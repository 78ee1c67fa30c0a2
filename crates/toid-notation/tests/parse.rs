use proptest::prelude::*;
use toid_core::DEFAULT_TICK;
use toid_notation::{parse, parse_notes, parse_notes_in_key, NotationParser};

#[test]
fn scenario_melody_has_thirteen_ticks() {
    let notes = parse_notes("12345 643 2 1", 0.0).unwrap();
    let pitches: Vec<f32> = notes.iter().map(|n| n.pitch).collect();
    assert_eq!(
        pitches,
        vec![48.0, 50.0, 52.0, 53.0, 55.0, 57.0, 53.0, 52.0, 50.0, 48.0]
    );
    let starts: Vec<u64> = notes.iter().map(|n| n.start / DEFAULT_TICK).collect();
    assert_eq!(starts, vec![0, 1, 2, 3, 4, 6, 7, 8, 10, 12]);
    assert!(notes.iter().all(|n| n.duration == DEFAULT_TICK));

    let batch = parse("12345 643 2 1", 0.0, "main").unwrap();
    assert_eq!(batch.track, "main");
    assert_eq!(batch.length(), 13 * DEFAULT_TICK);
    assert_eq!(batch.events.len(), 20);
}

#[test]
fn scenario_octave_down_transposes_every_note() {
    let base = parse_notes("12345 643 2 1", 0.0).unwrap();
    let lower = parse_notes("12345 643 2 1", -1.0).unwrap();

    assert_eq!(base.len(), lower.len());
    for (a, b) in base.iter().zip(&lower) {
        assert_eq!(a.pitch - 12.0, b.pitch);
        assert_eq!(a.start, b.start);
        assert_eq!(a.duration, b.duration);
    }
}

#[test]
fn scenario_key_and_octave_combine() {
    let base = parse_notes("12345 643 2 1", 0.0).unwrap();
    let shifted = parse_notes_in_key("12345 643 2 1", 1.0, -3.0).unwrap();
    for (a, b) in base.iter().zip(&shifted) {
        assert_eq!(a.pitch + 9.0, b.pitch);
    }

    let high = NotationParser::new(100).unwrap().parse_in_key("89", 0.0, 1.0, "lead").unwrap();
    let pitches: Vec<_> = high.events.iter().filter_map(|e| e.pitch()).collect();
    assert_eq!(pitches, vec![61.0, 63.0]);
}

proptest! {
    #[test]
    fn parsing_is_deterministic(notation in "[0-9 \\-]{0,64}", octave in -3i8..3) {
        let parser = NotationParser::default();
        let first = parser.parse(&notation, octave as f32, "main").unwrap();
        let second = parser.parse(&notation, octave as f32, "main").unwrap();
        prop_assert_eq!(first, second);
    }

    #[test]
    fn events_are_sorted_and_within_length(notation in "[0-9 \\-]{0,64}") {
        let batch = parse(&notation, 0.0, "main").unwrap();
        prop_assert!(batch.events.windows(2).all(|w| w[0].at <= w[1].at));
        prop_assert!(batch.events.iter().all(|e| e.at <= batch.length()));
    }
}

★ ★ ★ ★

Write all the entries again precisely as they were given.

§ **Response**:
repository 78ee1c67fa30c0a2
filename crates/toid-notation/tests/parse.rs
use proptest::prelude::*;
use toid_core::DEFAULT_TICK;
use toid_notation::{parse, parse_notes, parse_notes_in_key, NotationParser};

#[test]
fn scenario_melody_has_thirteen_ticks() {
    let notes = parse_notes("12345 643 2 1", 0.0).unwrap();
    let pitches: Vec<f32> = notes.iter().map(|n| n.pitch).collect();
    assert_eq!(
        pitches,
        vec![48.0, 50.0, 52.0, 53.0, 55.0, 57.0, 53.0, 52.0, 50.0, 48.0]
    );
    let starts: Vec<u64> = notes.iter().map(|n| n.start / DEFAULT_TICK).collect();
    assert_eq!(starts, vec![0, 1, 2, 3, 4, 6, 7, 8, 10, 12]);
    assert!(notes.iter().all(|n| n.duration == DEFAULT_TICK));

    let batch = parse("12345 643 2 1", 0.0, "main").unwrap();
    assert_eq!(batch.track, "main");
    assert_eq!(batch.length(), 13 * DEFAULT_TICK);
    assert_eq!(batch.events.len(), 20);
}

#[test]
fn scenario_octave_down_transposes_every_note() {
    let base = parse_notes("12345 643 2 1", 0.0).unwrap();
    let lower = parse_notes("12345 643 2 1", -1.0).unwrap();

    assert_eq!(base.len(), lower.len());
    for (a, b) in base.iter().zip(&lower) {
        assert_eq!(a.pitch - 12.0, b.pitch);
        assert_eq!(a.start, b.start);
        assert_eq!(a.duration, b.duration);
    }
}

#[test]
fn scenario_key_and_octave_combine() {
    let base = parse_notes("12345 643 2 1", 0.0).unwrap();
    let shifted = parse_notes_in_key("12345 643 2 1", 1.0, -3.0).unwrap();
    for (a, b) in base.iter().zip(&shifted) {
        assert_eq!(a.pitch + 9.0, b.pitch);
    }

    let high = NotationParser::new(100).unwrap().parse_in_key("89", 0.0, 1.0, "lead").unwrap();
    let pitches: Vec<_> = high.events.iter().filter_map(|e| e.pitch()).collect();
    assert_eq!(pitches, vec![61.0, 63.0]);
}

proptest! {
    #[test]
    fn parsing_is_deterministic(notation in "[0-9 \\-]{0,64}", octave in -3i8..3) {
        let parser = NotationParser::default();
        let first = parser.parse(&notation, octave as f32, "main").unwrap();
        let second = parser.parse(&notation, octave as f32, "main").unwrap();
        prop_assert_eq!(first, second);
    }

    #[test]
    fn events_are_sorted_and_within_length(notation in "[0-9 \\-]{0,64}") {
        let batch = parse(&notation, 0.0, "main").unwrap();
        prop_assert!(batch.events.windows(2).all(|w| w[0].at <= w[1].at));
        prop_assert!(batch.events.iter().all(|e| e.at <= batch.length()));
    }
}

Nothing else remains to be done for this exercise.